# WORK TASK
Scan the records for the string "sqlx". State how many lines contain it and add nothing.

(Stored data entries)
# # # # # # #
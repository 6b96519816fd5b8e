//! # givebox_api
//!
//! HTTP API library for Givebox.

pub mod config;
pub mod error;
pub mod handlers;
pub mod middleware;
pub mod models;

use std::sync::Arc;

use axum::Router;
use axum::http::HeaderValue;
use axum::routing::{get, post};
use givebox_core::session::SessionRegistry;
use sqlx::PgPool;
use tower_http::cors::{AllowOrigin, Any, CorsLayer};
use tracing::warn;

use crate::config::ApiConfig;
use crate::handlers::{admin, donations, status};

/// Shared application state passed to all handlers.
#[derive(Clone)]
pub struct AppState {
    /// PostgreSQL connection pool.
    pub pool: PgPool,
    /// API configuration.
    pub config: ApiConfig,
    /// Registry of currently valid admin session tokens.
    pub sessions: Arc<SessionRegistry>,
}

/// Run embedded database migrations.
///
/// Delegates to `givebox_core::migrate::migrate()` which owns the
/// migration files.
pub async fn migrate(pool: &PgPool) -> Result<(), sqlx::migrate::MigrateError> {
    givebox_core::migrate::migrate(pool).await
}

/// Builds the Axum router with all routes and shared state.
pub fn router(state: AppState) -> Router {
    let cors = cors_layer(&state.config.allowed_origins);

    // Public routes (no auth required)
    let public = Router::new()
        .route("/", get(status::status_handler))
        .route("/api/donations", post(donations::create_donation_handler))
        .route("/api/admin/login", post(admin::login_handler));

    // Admin routes (require a valid session token)
    let protected = Router::new()
        .route("/api/admin/logout", post(admin::logout_handler))
        .route("/api/admin/donations", get(admin::list_donations_handler))
        .layer(axum::middleware::from_fn_with_state(
            state.clone(),
            middleware::auth::require_admin,
        ));

    Router::new()
        .merge(public)
        .merge(protected)
        .layer(cors)
        .with_state(state)
}

/// CORS layer from the configured origin allow-list.
///
/// An empty list allows any origin; invalid entries are skipped with a
/// warning rather than failing startup.
fn cors_layer(allowed_origins: &[String]) -> CorsLayer {
    if allowed_origins.is_empty() {
        return CorsLayer::new()
            .allow_origin(Any)
            .allow_methods(Any)
            .allow_headers(Any);
    }

    let origins: Vec<HeaderValue> = allowed_origins
        .iter()
        .filter_map(|origin| match origin.parse() {
            Ok(value) => Some(value),
            Err(_) => {
                warn!(%origin, "ignoring invalid CORS origin");
                None
            }
        })
        .collect();

    CorsLayer::new()
        .allow_origin(AllowOrigin::list(origins))
        .allow_methods(Any)
        .allow_headers(Any)
}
# # # # # # #
# WRITTEN RESPONSE
2